impl LocalBook {
    fn upsert(side: &mut BTreeMap<Decimal, Decimal>, levels: &[OrderBookEntry]) {
        for level in levels {
            if level.quantity.is_zero() {
                side.remove(&level.price.value());
            } else {
                side.insert(level.price.value(), level.quantity.value());
            }
        }
    }

    fn to_order_book(&self, symbol: &str) -> OrderBook {
        let entry = |(price, quantity): (&Decimal, &Decimal)| OrderBookEntry {
            price: Price::new(*price),
            quantity: Quantity::new(*quantity),
        };
        OrderBook {
            symbol: symbol.to_string(),
            bids: self.bids.iter().rev().map(entry).collect(),
            asks: self.asks.iter().map(entry).collect(),
            nonce: self.nonce,
            timestamp: self.timestamp,
        }
    }
}

/// Local order books maintained from snapshot + delta streams.
///
/// Updates are applied strictly in the order they are passed in.
#[derive(Debug, Default)]
pub struct BookCache {
    books: HashMap<String, LocalBook>,
}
^^^^
◆ **What to work on**
Give back every entry, word for word.

◆ **Problem solution**
impl LocalBook {
    fn upsert(side: &mut BTreeMap<Decimal, Decimal>, levels: &[OrderBookEntry]) {
        for level in levels {
            if level.quantity.is_zero() {
                side.remove(&level.price.value());
            } else {
                side.insert(level.price.value(), level.quantity.value());
            }
        }
    }

    fn to_order_book(&self, symbol: &str) -> OrderBook {
        let entry = |(price, quantity): (&Decimal, &Decimal)| OrderBookEntry {
            price: Price::new(*price),
            quantity: Quantity::new(*quantity),
        };
        OrderBook {
            symbol: symbol.to_string(),
            bids: self.bids.iter().rev().map(entry).collect(),
            asks: self.asks.iter().map(entry).collect(),
            nonce: self.nonce,
            timestamp: self.timestamp,
        }
    }
}

/// Local order books maintained from snapshot + delta streams.
///
/// Updates are applied strictly in the order they are passed in.
#[derive(Debug, Default)]
pub struct BookCache {
    books: HashMap<String, LocalBook>,
}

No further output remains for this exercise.